Riparte il tavolo IperSimply: sindaco e lavoratori valutano soluzioni

Degli originari 55 dipendenti in 20 hanno accettato i trasferimenti proposti dall'azienda del gruppo Auchan
03 dicembre 2018

TERAMO - Nella tarda mattinata, in municipio, si è tenuto un incontro convocato dal Sindaco di Teramo Gianguido D’Alberto, finalizzato alla valutazione dei progressi della vicenda dei licenziamenti IperSimply, che interessava come noto 53 dipendenti del primo centro commerciale sorto in città. 

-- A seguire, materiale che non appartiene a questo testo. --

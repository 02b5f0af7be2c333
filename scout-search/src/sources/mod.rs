//! Source clients: one per [`SourceType`].
//!
//! Each client implements [`SourceClient`] and protects its upstream API
//! with its own operation chain run through a [`FallbackExecutor`] (for
//! example the Stack Exchange API with a key, then anonymously). Clients
//! map every native response shape into [`RetrievedItem`].
//!
//! | Source          | Chain                                          |
//! |-----------------|------------------------------------------------|
//! | `youtube`       | Data API v3 (quota-tracked) → web `site:` search |
//! | `stackoverflow` | Stack Exchange API keyed → anonymous           |
//! | `github`        | issue search with token → anonymous            |
//! | `reddit`        | `search.json` → old.reddit HTML                |
//! | `devto`         | articles by tag                                |
//! | `hackernews`    | Algolia relevance → by date                    |
//! | `forums`        | Discourse `search.json` per candidate host     |
//! | `web`           | web-search provider chain                      |
//! | `docs`          | documentation links on `base_url` → sitemap    |
//! | `blogs`         | web-search chain restricted to blog platforms  |

pub mod devto;
pub mod docs;
pub mod forums;
pub mod github;
pub mod hackernews;
pub mod reddit;
pub mod stackoverflow;
pub mod web;
pub mod youtube;

use std::sync::Arc;

use async_trait::async_trait;
use scraper::{Html, Selector};

use crate::config::SourceConfig;
use crate::error::SearchError;
use crate::fallback::{ExecuteOptions, FallbackExecutor, Operation};
use crate::quota::QuotaTracker;
use crate::types::{ChainResult, RetrievedItem, SourceType};

pub use devto::DevtoClient;
pub use docs::DocsClient;
pub use forums::ForumsClient;
pub use github::GithubClient;
pub use hackernews::HackernewsClient;
pub use reddit::RedditClient;
pub use stackoverflow::StackOverflowClient;
pub use web::{build_web_operations, WebClient};
pub use youtube::YoutubeClient;

/// Chain of operations producing items.
pub type ItemOperations = Vec<Operation<Vec<RetrievedItem>>>;

/// What a research pass asks every source about.
#[derive(Debug, Clone, Default, PartialEq, Eq)]
pub struct SourceQuery {
    /// Product name, used as the search term.
    pub product: String,
    /// Product home or documentation URL, if known.
    pub base_url: Option<String>,
    /// Fetch video transcripts when a transcript service is configured.
    pub include_transcripts: bool,
}

impl SourceQuery {
    /// A query for `product` with no base URL.
    pub fn new(product: impl Into<String>) -> Self {
        Self {
            product: product.into(),
            ..Default::default()
        }
    }

    /// Attach the product's base URL.
    pub fn with_base_url(mut self, base_url: impl Into<String>) -> Self {
        self.base_url = Some(base_url.into());
        self
    }

    /// Host of the base URL without a leading `www.`.
    pub fn base_domain(&self) -> Option<String> {
        let base = self.base_url.as_deref()?;
        let domain = crate::types::domain_of(base);
        (!domain.is_empty()).then_some(domain)
    }

    fn cache_fragment(&self) -> String {
        format!(
            "{}|{}",
            self.product.trim().to_lowercase(),
            self.base_url.as_deref().unwrap_or_default()
        )
    }
}

/// A client for one external source.
///
/// Implementations must be `Send + Sync` so the aggregator can query
/// many sources concurrently.
#[async_trait]
pub trait SourceClient: Send + Sync {
    /// Which source this client serves.
    fn source_type(&self) -> SourceType;

    /// Fetch at most `limit` items about `query`.
    ///
    /// # Errors
    ///
    /// Returns [`SearchError::ProviderUnavailable`] when the client has
    /// nothing configured to call, or the chain's error when every
    /// operation failed.
    async fn fetch(
        &self,
        query: &SourceQuery,
        limit: usize,
    ) -> Result<ChainResult<Vec<RetrievedItem>>, SearchError>;
}

/// Shared state handed to every source client.
#[derive(Debug, Clone)]
pub struct SourceContext {
    /// HTTP client shared by all sources.
    pub http: reqwest::Client,
    /// Credentials and endpoints.
    pub config: Arc<SourceConfig>,
    /// Executor (with the shared cache) used to run each chain.
    pub executor: FallbackExecutor,
    /// Retry, timeout and cancellation settings applied to each chain.
    pub retry: ExecuteOptions,
}

impl SourceContext {
    /// Bundle shared state for source clients.
    pub fn new(
        http: reqwest::Client,
        config: Arc<SourceConfig>,
        executor: FallbackExecutor,
        retry: ExecuteOptions,
    ) -> Self {
        Self {
            http,
            config,
            executor,
            retry,
        }
    }

    /// Run a source's chain, caching under a per-source key, and cap the result.
    pub async fn run(
        &self,
        source: SourceType,
        query: &SourceQuery,
        limit: usize,
        operations: &[Operation<Vec<RetrievedItem>>],
    ) -> Result<ChainResult<Vec<RetrievedItem>>, SearchError> {
        if limit == 0 {
            return Ok(ChainResult {
                data: Vec::new(),
                provider_label: source.name().to_string(),
                from_cache: false,
            });
        }
        let opts = self
            .retry
            .clone()
            .with_cache_key(format!("{source}:{}:{limit}", query.cache_fragment()));
        let mut result = self.executor.execute(operations, &opts).await?;
        result.data.truncate(limit);
        tracing::debug!(
            source = source.name(),
            provider = result.provider_label.as_str(),
            from_cache = result.from_cache,
            count = result.data.len(),
            "source fetched"
        );
        Ok(result)
    }
}

/// Build one client per source type.
///
/// `quota` meters the YouTube Data API.
pub fn default_clients(
    ctx: &SourceContext,
    quota: Arc<QuotaTracker>,
) -> Vec<Arc<dyn SourceClient>> {
    vec![
        Arc::new(YoutubeClient::new(ctx.clone(), quota)),
        Arc::new(StackOverflowClient::new(ctx.clone())),
        Arc::new(GithubClient::new(ctx.clone())),
        Arc::new(RedditClient::new(ctx.clone())),
        Arc::new(DevtoClient::new(ctx.clone())),
        Arc::new(HackernewsClient::new(ctx.clone())),
        Arc::new(ForumsClient::new(ctx.clone())),
        Arc::new(WebClient::general(ctx.clone())),
        Arc::new(DocsClient::new(ctx.clone())),
        Arc::new(WebClient::blogs(ctx.clone())),
    ]
}

/// Plain text of an HTML fragment, whitespace collapsed.
pub(crate) fn html_text(fragment: &str) -> String {
    let parsed = Html::parse_fragment(fragment);
    let text: String = parsed.root_element().text().collect::<Vec<_>>().join(" ");
    text.split_whitespace().collect::<Vec<_>>().join(" ")
}

/// Parse a CSS selector, mapping failures to [`SearchError::MalformedResponse`].
pub(crate) fn selector(css: &str) -> Result<Selector, SearchError> {
    Selector::parse(css)
        .map_err(|e| SearchError::MalformedResponse(format!("invalid selector {css:?}: {e:?}")))
}

/// Parse a count such as `"1,234 points"` or `"12"`.
pub(crate) fn parse_count(text: &str) -> u64 {
    let digits: String = text
        .split_whitespace()
        .next()
        .unwrap_or_default()
        .chars()
        .filter(char::is_ascii_digit)
        .collect();
    digits.parse().unwrap_or(0)
}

Alla presenza del rappresentante della Regione, del Sindaco di Teramo, dell’assessore Simone Mistichelli e di delegati dei lavoratori, è stato fatto il punto della situazione, ma soprattutto è ripartito il Tavolo di Lavoro, anche allo scopo di per mantenere alta l’attenzione sulla vicenda. Continua l'attività degli enti pubblici locali per intercettare operatori commerciali nel campo della grande distribuzione eventualmente interessati al sito, che è costituito da un capannone di oltre mq 4.000 oltre a mq 2.000 adibiti a parcheggio antistante e sovrastante. In questa fase i contatti stanno subendo un prevedibile rallentamento, perché tutti gli operatori sono massimamente concentrati sulle vendite proprie del periodo natalizio. 

Permane comunque un incoraggiante interessamento, a proposito del quale alcuni hanno anche manifestato l’intenzione di valutare l’eventuale condivisione degli spazi dell’immobile con altri operatori commerciali, ovviamente di diversa categoria merceologica. Rimane in ogni caso una grande opportunità a favore dei gruppi interessati, costituita dalla gratuità della licenza ottenuta dal sindaco D’Alberto in sede di trattativa e particolarmente favorevole nell’attuale contingenza in cui vige il blocco della concessione di licenze per la grande distribuzione. La novità rispetto al momento della stipula del contratto che ha posto i lavoratori in Cassa Integrazione, è  che dei 55 iniziali dipendenti licenziati, 20 hanno accettato il trasferimento nell'ambito della rete commerciale del gruppo uscente; di conseguenza la questione della ricollocazione dei lavoratori rimane aperta per 35 di essi.